On the flip side, let’s talk about women. If you want an even more unfair divide between our collective illusions and reality, here’s one example.

I have a good female friend (no names, sorry) who could be described as having it all. Almost, that is. She’s in a situation a lot of women in our age group seem to be facing more and more.

She’s what most guys would call a head-turner – she’s beautiful. She’s got a career in the marketing industry, a home she owns with her husband whom she married straight out of university and all that jazz.

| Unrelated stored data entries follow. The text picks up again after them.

use serde::{Deserialize, Serialize};

use super::{dcos, poly, Astro, JULIAN_CENTURY};
use crate::rata_die::J2000;

/// The four points of the tropical year.
#[derive(Copy, Clone, Debug, PartialEq, Eq, Hash, Serialize, Deserialize)]
pub enum Season {
    MarchEquinox,
    JuneSolstice,
    SeptemberEquinox,
    DecemberSolstice,
}

impl Season {
    pub fn index(self) -> usize {
        match self {
            Season::MarchEquinox => 0,
            Season::JuneSolstice => 1,
            Season::SeptemberEquinox => 2,
            Season::DecemberSolstice => 3,
        }
    }

    pub fn from_index(index: usize) -> Option<Self> {
        match index {
            0 => Some(Season::MarchEquinox),
            1 => Some(Season::JuneSolstice),
            2 => Some(Season::SeptemberEquinox),
            3 => Some(Season::DecemberSolstice),
            _ => None,
        }
    }
}

/// Fractional Gregorian year of a Julian Day, close enough for delta T.
pub(crate) fn fractional_year(jd: f64) -> f64 {
    2000.0 + (jd - J2000) / 365.25
}

impl Astro {
    /// TT - UT in seconds for a (fractional) year.
    ///
    /// Between 1620 and 2014 this interpolates the tabulated observations; outside that
    /// range it falls back to the Morrison and Stephenson style parabolas.
    pub fn delta_t(&self, year: f64) -> f64 {
        let table = &self.table().delta_t;
        if year >= table.start_year && year <= table.end_year() {
            let position = (year - table.start_year) / table.step;
            let index = (position.floor() as usize).min(table.values.len() - 2);
            let fraction = position - index as f64;
            let low = table.values[index];
            let high = table.values[index + 1];
            return low + (high - low) * fraction;
        }

        let t = (year - 2000.0) / 100.0;
        if year < 948.0 {
            2177.0 + 497.0 * t + 44.1 * t * t
        } else {
            let mut dt = 102.0 + 102.0 * t + 25.3 * t * t;
            if year > 2000.0 && year < 2100.0 {
                dt += 0.37 * (year - 2100.0);
            }
            dt
        }
    }

    pub fn dynamical_from_universal(&self, jd: f64) -> f64 {
        jd + self.delta_t(fractional_year(jd)) / 86_400.0
    }

    pub fn universal_from_dynamical(&self, jde: f64) -> f64 {
        jde - self.delta_t(fractional_year(jde)) / 86_400.0
    }

    /// Julian centuries of dynamical time since J2000.
    pub fn julian_centuries(&self, jd: f64) -> f64 {
        (self.dynamical_from_universal(jd) - J2000) / JULIAN_CENTURY
    }

    /// Julian Ephemeris Day of an equinox or solstice, after Meeus chapter 27.
    pub fn equinox(&self, year: i64, season: Season) -> f64 {
        let terms = &self.table().equinox;
        let (rows, y) = if year < 1000 {
            (&terms.before1000, year as f64 / 1000.0)
        } else {
            (&terms.after1000, (year - 2000) as f64 / 1000.0)
        };
        let jde0 = poly(y, &rows[season.index()]);

        let t = (jde0 - J2000) / JULIAN_CENTURY;
        let w = 35999.373 * t - 2.47;
        let delta_lambda = 1.0 + 0.0334 * dcos(w) + 0.0007 * dcos(2.0 * w);
        let s: f64 = terms
            .periodic
            .iter()
            .map(|[a, b, c]| a * dcos(b + c * t))
            .sum();

        jde0 + (0.00001 * s) / delta_lambda
    }
}

#[cfg(test)]
mod tests {
    use super::*;
    use approx::assert_abs_diff_eq;

    fn astro() -> Astro {
        Astro::shared().unwrap()
    }

    #[test]
    fn test_delta_t() {
        let astro = astro();
        assert_abs_diff_eq!(astro.delta_t(1620.0), 121.0, epsilon = 1e-9);
        assert_abs_diff_eq!(astro.delta_t(2014.0), 67.3, epsilon = 1e-9);
        // Halfway between two tabulated years.
        let low = astro.table().delta_t.values[190];
        let high = astro.table().delta_t.values[191];
        assert_abs_diff_eq!(astro.delta_t(2001.0), (low + high) / 2.0, epsilon = 1e-9);
        // Around 64 seconds at the turn of the millennium.
        assert!((astro.delta_t(2000.0) - 63.8).abs() < 1.0);

        // Extrapolations.
        let t: f64 = (500.0 - 2000.0) / 100.0;
        assert_abs_diff_eq!(astro.delta_t(500.0), 2177.0 + 497.0 * t + 44.1 * t * t);
        let t: f64 = 0.5;
        assert_abs_diff_eq!(
            astro.delta_t(2050.0),
            102.0 + 102.0 * t + 25.3 * t * t + 0.37 * (2050.0 - 2100.0)
        );
        let t: f64 = 2.0;
        assert_abs_diff_eq!(astro.delta_t(2200.0), 102.0 + 102.0 * t + 25.3 * t * t);
    }

    #[test]
    fn test_time_scales() {
        let astro = astro();
        let jd = 2_460_000.5;
        let jde = astro.dynamical_from_universal(jd);
        assert!(jde > jd);
        assert_abs_diff_eq!(astro.universal_from_dynamical(jde), jd, epsilon = 1e-8);
    }

    #[test]
    fn test_equinox() {
        let astro = astro();
        // June solstice 1962, Meeus example 27.a.
        assert_abs_diff_eq!(
            astro.equinox(1962, Season::JuneSolstice),
            2_437_837.392_45,
            epsilon = 1e-4
        );
        // 2024-03-20T03:06Z.
        let jde = astro.equinox(2024, Season::MarchEquinox);
        assert_abs_diff_eq!(astro.universal_from_dynamical(jde), 2_460_389.629, epsilon = 0.005);
        // 2023-12-22T03:27Z.
        let jde = astro.equinox(2023, Season::DecemberSolstice);
        assert_abs_diff_eq!(astro.universal_from_dynamical(jde), 2_460_300.644, epsilon = 0.005);
    }

    #[test]
    fn test_season_index() {
        for i in 0..4 {
            assert_eq!(Season::from_index(i).unwrap().index(), i);
        }
        assert_eq!(Season::from_index(4), None);
    }
}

Thing is, she’s not really happy. Aside from some stuff I won’t write about here on financial matters, she’s facing that terrible moral and ethical quandary that a lot of men (and some women) in unhappy marriages faced for a long time but is now becoming a more and more common occurrence among both genders. She’s bored. She’s questioning her relationship with her husband. She’s thinking about a torrid, purely sexual affair on the side with a theoretical man (she hasn’t done anything, but she’s had some thought about it) that excites her in ways her husband can’t do. She knows it is wrong without his knowledge or consent, but those thoughts can’t escape her so easily.

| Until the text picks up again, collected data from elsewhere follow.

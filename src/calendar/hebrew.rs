//! The Hebrew calendar. Months follow the Metonic cycle of 19 years with 7 leap years, and
//! the new year is postponed by up to two days so that it doesn't fall on a forbidden day of
//! the week.
//!
//! Months are numbered from Nisan, so the year starts with Tishri, month 7. In leap years
//! Adar I is month 12 and Adar II is month 13.

use std::fmt;

use num_integer::Integer;
use serde::{Deserialize, Serialize};

use super::{Calendar, CalendarKind, CalendarPolicy};
use crate::math::Modulo;
use crate::rata_die::MS_PER_HOUR;

/// Fixed day of 1 Tishri 1, 3761-10-07 Julian.
pub const HEBREW_EPOCH: i64 = -1_373_427;

pub const NISAN: u32 = 1;
pub const TISHRI: u32 = 7;
pub const ADAR: u32 = 12;
pub const ADAR_II: u32 = 13;

/// Halaqim ("parts") in an hour.
pub const PARTS_PER_HOUR: i64 = 1080;

// Mean length of a year, 35975351/98496 days.
const MEAN_YEAR: f64 = 35_975_351.0 / 98_496.0;

#[derive(Copy, Clone, Debug, PartialEq, Eq, Hash, Serialize, Deserialize)]
pub enum HebrewMonth {
    Nisan,
    Iyyar,
    Sivan,
    Tammuz,
    Av,
    Elul,
    Tishri,
    Heshvan,
    Kislev,
    Tevet,
    Shevat,
    Adar,
    AdarI,
    AdarII,
}

impl HebrewMonth {
    /// Name of a month number in `year`. Month 12 is Adar I in a leap year.
    pub fn from_number(month: u32, year: i64) -> Option<Self> {
        use HebrewMonth::*;
        let leap = is_leap_year(year);
        Some(match month {
            1 => Nisan,
            2 => Iyyar,
            3 => Sivan,
            4 => Tammuz,
            5 => Av,
            6 => Elul,
            7 => Tishri,
            8 => Heshvan,
            9 => Kislev,
            10 => Tevet,
            11 => Shevat,
            12 if leap => AdarI,
            12 => Adar,
            13 if leap => AdarII,
            _ => return None,
        })
    }

    pub fn name(self) -> &'static str {
        use HebrewMonth::*;
        match self {
            Nisan => "Nisan",
            Iyyar => "Iyyar",
            Sivan => "Sivan",
            Tammuz => "Tammuz",
            Av => "Av",
            Elul => "Elul",
            Tishri => "Tishri",
            Heshvan => "Heshvan",
            Kislev => "Kislev",
            Tevet => "Tevet",
            Shevat => "Shevat",
            Adar => "Adar",
            AdarI => "Adar I",
            AdarII => "Adar II",
        }
    }
}

impl fmt::Display for HebrewMonth {
    fn fmt(&self, f: &mut fmt::Formatter<'_>) -> fmt::Result {
        f.write_str(self.name())
    }
}

pub fn is_leap_year(year: i64) -> bool {
    (7 * year + 1).modulo(19) < 7
}

pub fn last_month_of_year(year: i64) -> u32 {
    if is_leap_year(year) {
        ADAR_II
    } else {
        ADAR
    }
}

/// Days from the epoch to the molad of Tishri of `year`, moved a day later when the molad
/// would put the new year on a Sunday, Wednesday or Friday.
fn elapsed_days(year: i64) -> i64 {
    let months_elapsed = (235 * year - 234).div_floor(&19);
    let parts_elapsed = 12084 + 13753 * months_elapsed;
    let days = 29 * months_elapsed + parts_elapsed.div_floor(&25920);
    if (3 * (days + 1)).modulo(7) < 3 {
        days + 1
    } else {
        days
    }
}

// Further postponement keeping year lengths within 353..=355 or 383..=385 days.
fn new_year_delay(year: i64) -> i64 {
    let ny0 = elapsed_days(year - 1);
    let ny1 = elapsed_days(year);
    let ny2 = elapsed_days(year + 1);
    if ny2 - ny1 == 356 {
        2
    } else if ny1 - ny0 == 382 {
        1
    } else {
        0
    }
}

/// Fixed day of 1 Tishri of `year`.
pub fn new_year(year: i64) -> i64 {
    HEBREW_EPOCH + elapsed_days(year) + new_year_delay(year)
}

pub fn days_in_year(year: i64) -> u32 {
    (new_year(year + 1) - new_year(year)) as u32
}

fn month_length_in(month: u32, year: i64, year_length: u32) -> u32 {
    match month {
        13 if !is_leap_year(year) => 0,
        2 | 4 | 6 | 10 | 13 => 29,
        12 if !is_leap_year(year) => 29,
        // Heshvan is long in complete years, Kislev short in deficient ones.
        8 if year_length % 10 != 5 => 29,
        9 if year_length % 10 == 3 => 29,
        1..=12 => 30,
        _ => 0,
    }
}

pub fn month_length(month: u32, year: i64) -> u32 {
    month_length_in(month, year, days_in_year(year))
}

pub fn fixed_from_hebrew(year: i64, month: u32, day: u32) -> i64 {
    let year_length = days_in_year(year);
    let length = |m: u32| month_length_in(m, year, year_length) as i64;
    let months_before: i64 = if month < TISHRI {
        (TISHRI..=last_month_of_year(year)).map(length).sum::<i64>()
            + (NISAN..month).map(length).sum::<i64>()
    } else {
        (TISHRI..month).map(length).sum()
    };
    new_year(year) + months_before + day as i64 - 1
}

pub fn hebrew_from_fixed(fixed: i64) -> (i64, u32, u32) {
    let approx = ((fixed - HEBREW_EPOCH) as f64 / MEAN_YEAR).floor() as i64 + 1;
    let mut year = approx - 1;
    while new_year(year + 1) <= fixed {
        year += 1;
    }
    let year_length = days_in_year(year);
    let mut month = if fixed < fixed_from_hebrew(year, NISAN, 1) {
        TISHRI
    } else {
        NISAN
    };
    while fixed > fixed_from_hebrew(year, month, month_length_in(month, year, year_length)) {
        month += 1;
    }
    let day = (fixed - fixed_from_hebrew(year, month, 1) + 1) as u32;
    (year, month, day)
}

/// Milliseconds in `parts` halaqim, rounded up to a whole millisecond.
pub fn parts_to_millis(parts: i64) -> i64 {
    (parts * MS_PER_HOUR).div_ceil(&PARTS_PER_HOUR)
}

/// Whole halaqim in `millis` milliseconds.
pub fn millis_to_parts(millis: i64) -> i64 {
    (millis * PARTS_PER_HOUR).div_floor(&MS_PER_HOUR)
}

#[derive(Copy, Clone, Debug, Default, PartialEq, Eq)]
pub struct Hebrew;

impl CalendarPolicy for Hebrew {
    fn kind(&self) -> CalendarKind {
        CalendarKind::Hebrew
    }

    fn num_months(&self, year: i64) -> u32 {
        last_month_of_year(year)
    }

    fn month_length(&self, month: u32, year: i64) -> u32 {
        month_length(month, year)
    }

    fn is_leap_year(&self, year: i64) -> bool {
        is_leap_year(year)
    }

    fn days_in_year(&self, year: i64) -> u32 {
        days_in_year(year)
    }
}

impl Calendar for Hebrew {
    // Sunset (18:00) before 1 Tishri 1.
    const EPOCH: f64 = 347_997.25;
    const DAY_START_HOURS: i64 = -6;

    fn fixed_from_date(&self, year: i64, month: u32, day: u32) -> i64 {
        fixed_from_hebrew(year, month, day)
    }

    fn date_from_fixed(&self, fixed: i64) -> (i64, u32, u32) {
        hebrew_from_fixed(fixed)
    }

    fn new_year(&self, year: i64) -> i64 {
        new_year(year)
    }
}

#[cfg(test)]
mod tests {
    use super::*;
    use crate::calendar::gregorian::{fixed_from_gregorian, gregorian_from_fixed};
    use proptest::prelude::*;

    #[test]
    fn test_is_leap_year() {
        assert!(is_leap_year(5784));
        assert_eq!(Hebrew.num_months(5784), 13);
        assert!(!is_leap_year(5785));
        assert_eq!(Hebrew.num_months(5785), 12);
        assert_eq!((1..=19).filter(|&y| is_leap_year(y)).count(), 7);
        for year in 5700..5800 {
            assert_eq!(is_leap_year(year), (1 + 7 * year).modulo(19) < 7);
        }
    }

    #[test]
    fn test_new_year() {
        assert_eq!(new_year(1), HEBREW_EPOCH);
        assert_eq!(gregorian_from_fixed(new_year(5784)), (2023, 9, 16));
        assert_eq!(gregorian_from_fixed(new_year(5785)), (2024, 10, 3));
        assert_eq!(days_in_year(5784), 383);
        assert_eq!(days_in_year(5785), 355);
    }

    #[test]
    fn test_conversions() {
        assert_eq!(
            gregorian_from_fixed(fixed_from_hebrew(5784, NISAN, 15)),
            (2024, 4, 23)
        );
        assert_eq!(
            hebrew_from_fixed(fixed_from_gregorian(2024, 1, 1)),
            (5784, 10, 20)
        );
        assert_eq!(
            hebrew_from_fixed(fixed_from_gregorian(2000, 1, 1)),
            (5760, 10, 23)
        );
        assert_eq!(hebrew_from_fixed(new_year(5785) - 1), (5784, 6, 29));
    }

    #[test]
    fn test_month_length() {
        // 5784 is a deficient leap year: Heshvan and Kislev are both short.
        assert_eq!(month_length(8, 5784), 29);
        assert_eq!(month_length(9, 5784), 29);
        assert_eq!(month_length(12, 5784), 30);
        assert_eq!(month_length(13, 5784), 29);
        // 5785 is a complete common year.
        assert_eq!(month_length(8, 5785), 30);
        assert_eq!(month_length(9, 5785), 30);
        assert_eq!(month_length(12, 5785), 29);
        assert_eq!(month_length(13, 5785), 0);
        assert_eq!(month_length(14, 5785), 0);
        assert_eq!(Hebrew.days_in_year(5784), 383);
    }

    #[test]
    fn test_month_names() {
        assert_eq!(HebrewMonth::from_number(12, 5784), Some(HebrewMonth::AdarI));
        assert_eq!(HebrewMonth::from_number(12, 5785), Some(HebrewMonth::Adar));
        assert_eq!(HebrewMonth::from_number(13, 5785), None);
        assert_eq!(HebrewMonth::AdarII.to_string(), "Adar II");
    }

    #[test]
    fn test_parts() {
        assert_eq!(parts_to_millis(0), 0);
        assert_eq!(parts_to_millis(1), 3334);
        assert_eq!(parts_to_millis(1080), MS_PER_HOUR);
        assert_eq!(millis_to_parts(3334), 1);
        assert_eq!(millis_to_parts(3333), 0);
        assert_eq!(millis_to_parts(MS_PER_HOUR - 1), 1079);
    }

    proptest! {
        #![proptest_config(ProptestConfig::with_cases(128))]

        #[test]
        fn round_trip(fixed in -500_000i64..1_000_000) {
            let (year, month, day) = hebrew_from_fixed(fixed);
            prop_assert!(month >= 1 && month <= last_month_of_year(year));
            prop_assert!(day >= 1 && day <= month_length(month, year));
            prop_assert_eq!(fixed_from_hebrew(year, month, day), fixed);
        }

        #[test]
        fn year_lengths_are_valid(year in 1i64..10_000) {
            let length = days_in_year(year);
            let allowed = if is_leap_year(year) { [383, 384, 385] } else { [353, 354, 355] };
            prop_assert!(allowed.contains(&length));
            let months: u32 = (1..=last_month_of_year(year)).map(|m| month_length(m, year)).sum();
            prop_assert_eq!(months, length);
        }
    }

    #[test]
    fn parts_round_trip() {
        for parts in 0..PARTS_PER_HOUR {
            assert_eq!(millis_to_parts(parts_to_millis(parts)), parts);
        }
    }
}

So why the Bradshaw Syndrome? Because, like so many of the illusions we’ve created and have now invaded our media ecology like a virus, Sex and the City has created the false notion that being a complete young woman can feature “have-it-all” ideas about life that simply can’t hold up extremely well in today’s world. A lot of women I know face the same dilemmas, only with terrible pressures to conform to the ubiquitous sexualization of the female form and all the other challenges of womanhood.

I now know six people from my days at Queen’s that have either split up with their former significant others from their university/post-graduate days, are in the midst of divorce proceedings, conducting trial separations or seriously considering such a move. This is a big change, isn’t it?

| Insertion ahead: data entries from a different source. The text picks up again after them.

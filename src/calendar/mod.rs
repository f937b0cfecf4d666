//! Leap-year rules, month lengths and the day-number arithmetic of each calendar.
//!
//! Every calendar converts between its own (year, month, day) and a *fixed* day number,
//! which is the integer part of a [`RataDie`](crate::RataDie): day 1 is 0001-01-01 in the
//! proleptic Gregorian calendar. Time of day is layered on top by
//! [`Date`](crate::Date).

use std::fmt;
use std::str::FromStr;

use serde::{Deserialize, Serialize};

use crate::error::Error;
use crate::rata_die::GREGORIAN_EPOCH;

pub mod ethiopic;
pub mod gregorian;
pub mod han;
pub mod hebrew;
pub mod islamic;
pub mod julian;
pub mod persian;
pub mod thai_solar;

pub use ethiopic::{Coptic, Ethiopic};
pub use gregorian::Gregorian;
pub use han::Han;
pub use hebrew::Hebrew;
pub use islamic::Islamic;
pub use julian::Julian;
pub use persian::{Persian, PersianAlgorithmic};
pub use thai_solar::ThaiSolar;

#[derive(Copy, Clone, Debug, PartialEq, Eq, Hash, PartialOrd, Ord, Serialize, Deserialize)]
pub enum CalendarKind {
    #[serde(rename = "gregorian")]
    Gregorian,
    #[serde(rename = "julian")]
    Julian,
    #[serde(rename = "coptic")]
    Coptic,
    #[serde(rename = "ethiopic")]
    Ethiopic,
    #[serde(rename = "hebrew")]
    Hebrew,
    #[serde(rename = "islamic")]
    Islamic,
    #[serde(rename = "persian-algo")]
    PersianAlgorithmic,
    #[serde(rename = "persian")]
    Persian,
    #[serde(rename = "han")]
    Han,
    #[serde(rename = "thaisolar")]
    ThaiSolar,
}

impl CalendarKind {
    pub const ALL: [CalendarKind; 10] = [
        CalendarKind::Gregorian,
        CalendarKind::Julian,
        CalendarKind::Coptic,
        CalendarKind::Ethiopic,
        CalendarKind::Hebrew,
        CalendarKind::Islamic,
        CalendarKind::PersianAlgorithmic,
        CalendarKind::Persian,
        CalendarKind::Han,
        CalendarKind::ThaiSolar,
    ];

    pub fn name(self) -> &'static str {
        match self {
            CalendarKind::Gregorian => "gregorian",
            CalendarKind::Julian => "julian",
            CalendarKind::Coptic => "coptic",
            CalendarKind::Ethiopic => "ethiopic",
            CalendarKind::Hebrew => "hebrew",
            CalendarKind::Islamic => "islamic",
            CalendarKind::PersianAlgorithmic => "persian-algo",
            CalendarKind::Persian => "persian",
            CalendarKind::Han => "han",
            CalendarKind::ThaiSolar => "thaisolar",
        }
    }

    /// Whether dates in this calendar need the astronomical engine.
    pub fn is_astronomical(self) -> bool {
        matches!(self, CalendarKind::Persian | CalendarKind::Han)
    }
}

impl fmt::Display for CalendarKind {
    fn fmt(&self, f: &mut fmt::Formatter<'_>) -> fmt::Result {
        f.write_str(self.name())
    }
}

impl FromStr for CalendarKind {
    type Err = Error;

    fn from_str(s: &str) -> Result<Self, Self::Err> {
        CalendarKind::ALL
            .iter()
            .copied()
            .find(|kind| kind.name() == s)
            .ok_or_else(|| Error::UnknownCalendarType(s.to_string()))
    }
}

/// The shape of a calendar's years: how many months, how long each one is.
pub trait CalendarPolicy: fmt::Debug + Send + Sync {
    fn kind(&self) -> CalendarKind;

    fn num_months(&self, year: i64) -> u32;

    /// Length of `month` in `year`, or 0 if the year has no such month.
    fn month_length(&self, month: u32, year: i64) -> u32;

    fn is_leap_year(&self, year: i64) -> bool;

    fn days_in_year(&self, year: i64) -> u32 {
        (1..=self.num_months(year))
            .map(|month| self.month_length(month, year))
            .sum()
    }
}

/// A calendar that can convert its dates to and from fixed day numbers.
pub trait Calendar: CalendarPolicy + Clone + 'static {
    /// Julian Day at which the calendar's own day count is zero.
    const EPOCH: f64 = GREGORIAN_EPOCH;

    /// Hours from midnight to the start of the calendar day. Negative if the day starts on
    /// the previous evening.
    const DAY_START_HOURS: i64 = 0;

    /// Fixed day number of a date. The components must already be valid.
    fn fixed_from_date(&self, year: i64, month: u32, day: u32) -> i64;

    fn date_from_fixed(&self, fixed: i64) -> (i64, u32, u32);

    /// Fixed day number of the first day of `year`.
    fn new_year(&self, year: i64) -> i64 {
        self.fixed_from_date(year, 1, 1)
    }
}

/// Index of the month whose first day is at or before `ordinal`, given the 0-based day of
/// year each month starts on.
pub(crate) fn month_from_ordinal(ordinal: u32, month_starts: &[u32]) -> u32 {
    let index = crate::search::bsearch(&ordinal, month_starts);
    if index < month_starts.len() && month_starts[index] == ordinal {
        index as u32 + 1
    } else {
        index as u32
    }
}

#[cfg(test)]
mod tests {
    use super::*;

    #[test]
    fn test_kind_names() {
        for kind in CalendarKind::ALL {
            assert_eq!(kind.name().parse::<CalendarKind>().unwrap(), kind);
            assert_eq!(kind.to_string(), kind.name());
        }
        assert!(matches!(
            "mayan".parse::<CalendarKind>(),
            Err(Error::UnknownCalendarType(name)) if name == "mayan"
        ));
    }

    #[test]
    fn test_kind_serde() {
        let json = serde_json::to_string(&CalendarKind::PersianAlgorithmic).unwrap();
        assert_eq!(json, "\"persian-algo\"");
        let kind: CalendarKind = serde_json::from_str("\"thaisolar\"").unwrap();
        assert_eq!(kind, CalendarKind::ThaiSolar);
    }

    #[test]
    fn test_month_from_ordinal() {
        let starts = [0, 31, 59, 90, 120, 151, 181, 212, 243, 273, 304, 334];
        assert_eq!(month_from_ordinal(0, &starts), 1);
        assert_eq!(month_from_ordinal(30, &starts), 1);
        assert_eq!(month_from_ordinal(31, &starts), 2);
        assert_eq!(month_from_ordinal(58, &starts), 2);
        assert_eq!(month_from_ordinal(59, &starts), 3);
        assert_eq!(month_from_ordinal(333, &starts), 11);
        assert_eq!(month_from_ordinal(334, &starts), 12);
        assert_eq!(month_from_ordinal(364, &starts), 12);
    }
}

Do they delay kids to focus on career? How will a woman’s husband/partner react to the idea and make child-bearing and raising a true partnership (as guys always should)? How can I rightly have what guys have had for generations? How do I resolve all these actions in my head when one constantly receives mixed signals from society about what it means to be a woman (also, as one woman I know says, women may think about sex the exact same way as men, but it remains a deep hypocrisy with Canadian society that, unlike men, women can’t publicly discuss ideas about sex with other partners as readily)

Bradshaw Syndrome might just be the twin of Peter Pan Syndrome: recognition that part of becoming an adult means, rightly or wrongly, making compromises and choices you may not always want to make. Does this make my friend unwilling to compromise? No, but it does mean harder choices could come down the road.

The truth is I have no idea what this all means. I’m only some dude writing an opinion in the blogosphere that probably doesn’t mean much in the grand scheme of things. But it does all speak to the idea that men and women are moving closer and closer to each other, not just in common social mores but also in our intrinsic desires and needs. What does it mean for the future of our age group? Are we becoming more honest with each other as an age group? Are we setting more realistic expectations of marriage, love and relationships? Are we growing up in a healthy media environment (short answer: no if you’re not careful)? Or are both men and women under 35 really not growing up? And by which standards are we not? Or are people, regardless of their genders, just becoming more selfish?